> Stored items:

use std::{collections::HashSet, sync::LazyLock};

use regex::Regex;

use crate::{
    CatalogError,
    content::{Candidate, Document},
};

pub const MAX_SLUG_LEN: usize = 64;
pub const MAX_PAGE_LEN: usize = 50;
pub const MAX_CONTENT_ID_LEN: usize = 50;
pub const MAX_OPTION_LEN: usize = 200;

/// Path segments the server routes itself under `/api/`.
pub const RESERVED_SLUGS: [&str; 2] = ["platform", "health"];

static SLUG: LazyLock<Regex> =
    LazyLock::new(|| Regex::new(r"^[a-z0-9][a-z0-9-]*$").expect("slug pattern compiles"));

/// Lowercase ASCII letters, digits and dashes, not starting with a dash.
pub fn is_valid_slug(input: &str) -> bool {
    input.len() <= MAX_SLUG_LEN && SLUG.is_match(input)
}

pub fn validate_document(document: &Document) -> Result<(), CatalogError> {
    let mut slugs = HashSet::new();

    for candidate in &document.candidates {
        if !is_valid_slug(&candidate.slug) || RESERVED_SLUGS.contains(&candidate.slug.as_str()) {
            return Err(CatalogError::InvalidSlug(candidate.slug.clone()));
        }

        if !slugs.insert(candidate.slug.as_str()) {
            return Err(CatalogError::DuplicateCandidate(candidate.slug.clone()));
        }

        validate_candidate(candidate)?;
    }

    Ok(())
}

fn validate_candidate(candidate: &Candidate) -> Result<(), CatalogError> {
    let mut pages = HashSet::new();
    // polls and quizzes share one id namespace per candidate
    let mut ids = HashSet::new();

    for page in &candidate.pages {
        if page.slug.len() > MAX_PAGE_LEN || !is_valid_slug(&page.slug) {
            return Err(CatalogError::InvalidSlug(page.slug.clone()));
        }

        if !pages.insert(page.slug.as_str()) {
            return Err(CatalogError::DuplicatePage {
                candidate: candidate.slug.clone(),
                page: page.slug.clone(),
            });
        }

        if let Some(poll) = &page.poll {
            check_id(candidate, &mut ids, &poll.id)?;
            check_options(candidate, "poll", &poll.id, &poll.options)?;
        }

        if let Some(quiz) = &page.quiz {
            check_id(candidate, &mut ids, &quiz.id)?;
            check_options(candidate, "quiz", &quiz.id, &quiz.options)?;

            if !quiz.has_option(&quiz.correct) {
                return Err(invalid(
                    candidate,
                    "quiz",
                    &quiz.id,
                    format!("correct answer {:?} is not an option", quiz.correct),
                ));
            }
        }
    }

    Ok(())
}

fn check_id<'a>(
    candidate: &Candidate,
    ids: &mut HashSet<&'a str>,
    id: &'a str,
) -> Result<(), CatalogError> {
    if id.is_empty() || id.len() > MAX_CONTENT_ID_LEN {
        return Err(invalid(
            candidate,
            "content id",
            id,
            format!("length must be 1..={MAX_CONTENT_ID_LEN}"),
        ));
    }

    if !ids.insert(id) {
        return Err(CatalogError::DuplicateContentId {
            candidate: candidate.slug.clone(),
            id: id.to_string(),
        });
    }

    Ok(())
}

fn check_options(
    candidate: &Candidate,
    kind: &'static str,
    id: &str,
    options: &[String],
) -> Result<(), CatalogError> {
    if options.is_empty() {
        return Err(invalid(candidate, kind, id, "no options".to_string()));
    }

    let mut seen = HashSet::new();
    for option in options {
        if option.is_empty() || option.len() > MAX_OPTION_LEN {
            return Err(invalid(
                candidate,
                kind,
                id,
                format!("option length must be 1..={MAX_OPTION_LEN}"),
            ));
        }

        if !seen.insert(option.as_str()) {
            return Err(invalid(
                candidate,
                kind,
                id,
                format!("duplicate option {option:?}"),
            ));
        }
    }

    Ok(())
}

fn invalid(candidate: &Candidate, kind: &'static str, id: &str, reason: String) -> CatalogError {
    CatalogError::InvalidContent {
        candidate: candidate.slug.clone(),
        kind,
        id: id.to_string(),
        reason,
    }
}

> Your assignment: The answer should consist of every entry, repeated word for word.

> Answer for the task:
use std::{collections::HashSet, sync::LazyLock};

use regex::Regex;

use crate::{
    CatalogError,
    content::{Candidate, Document},
};

pub const MAX_SLUG_LEN: usize = 64;
pub const MAX_PAGE_LEN: usize = 50;
pub const MAX_CONTENT_ID_LEN: usize = 50;
pub const MAX_OPTION_LEN: usize = 200;

/// Path segments the server routes itself under `/api/`.
pub const RESERVED_SLUGS: [&str; 2] = ["platform", "health"];

static SLUG: LazyLock<Regex> =
    LazyLock::new(|| Regex::new(r"^[a-z0-9][a-z0-9-]*$").expect("slug pattern compiles"));

/// Lowercase ASCII letters, digits and dashes, not starting with a dash.
pub fn is_valid_slug(input: &str) -> bool {
    input.len() <= MAX_SLUG_LEN && SLUG.is_match(input)
}

pub fn validate_document(document: &Document) -> Result<(), CatalogError> {
    let mut slugs = HashSet::new();

    for candidate in &document.candidates {
        if !is_valid_slug(&candidate.slug) || RESERVED_SLUGS.contains(&candidate.slug.as_str()) {
            return Err(CatalogError::InvalidSlug(candidate.slug.clone()));
        }

        if !slugs.insert(candidate.slug.as_str()) {
            return Err(CatalogError::DuplicateCandidate(candidate.slug.clone()));
        }

        validate_candidate(candidate)?;
    }

    Ok(())
}

fn validate_candidate(candidate: &Candidate) -> Result<(), CatalogError> {
    let mut pages = HashSet::new();
    // polls and quizzes share one id namespace per candidate
    let mut ids = HashSet::new();

    for page in &candidate.pages {
        if page.slug.len() > MAX_PAGE_LEN || !is_valid_slug(&page.slug) {
            return Err(CatalogError::InvalidSlug(page.slug.clone()));
        }

        if !pages.insert(page.slug.as_str()) {
            return Err(CatalogError::DuplicatePage {
                candidate: candidate.slug.clone(),
                page: page.slug.clone(),
            });
        }

        if let Some(poll) = &page.poll {
            check_id(candidate, &mut ids, &poll.id)?;
            check_options(candidate, "poll", &poll.id, &poll.options)?;
        }

        if let Some(quiz) = &page.quiz {
            check_id(candidate, &mut ids, &quiz.id)?;
            check_options(candidate, "quiz", &quiz.id, &quiz.options)?;

            if !quiz.has_option(&quiz.correct) {
                return Err(invalid(
                    candidate,
                    "quiz",
                    &quiz.id,
                    format!("correct answer {:?} is not an option", quiz.correct),
                ));
            }
        }
    }

    Ok(())
}

fn check_id<'a>(
    candidate: &Candidate,
    ids: &mut HashSet<&'a str>,
    id: &'a str,
) -> Result<(), CatalogError> {
    if id.is_empty() || id.len() > MAX_CONTENT_ID_LEN {
        return Err(invalid(
            candidate,
            "content id",
            id,
            format!("length must be 1..={MAX_CONTENT_ID_LEN}"),
        ));
    }

    if !ids.insert(id) {
        return Err(CatalogError::DuplicateContentId {
            candidate: candidate.slug.clone(),
            id: id.to_string(),
        });
    }

    Ok(())
}

fn check_options(
    candidate: &Candidate,
    kind: &'static str,
    id: &str,
    options: &[String],
) -> Result<(), CatalogError> {
    if options.is_empty() {
        return Err(invalid(candidate, kind, id, "no options".to_string()));
    }

    let mut seen = HashSet::new();
    for option in options {
        if option.is_empty() || option.len() > MAX_OPTION_LEN {
            return Err(invalid(
                candidate,
                kind,
                id,
                format!("option length must be 1..={MAX_OPTION_LEN}"),
            ));
        }

        if !seen.insert(option.as_str()) {
            return Err(invalid(
                candidate,
                kind,
                id,
                format!("duplicate option {option:?}"),
            ));
        }
    }

    Ok(())
}

fn invalid(candidate: &Candidate, kind: &'static str, id: &str, reason: String) -> CatalogError {
    CatalogError::InvalidContent {
        candidate: candidate.slug.clone(),
        kind,
        id: id.to_string(),
        reason,
    }
}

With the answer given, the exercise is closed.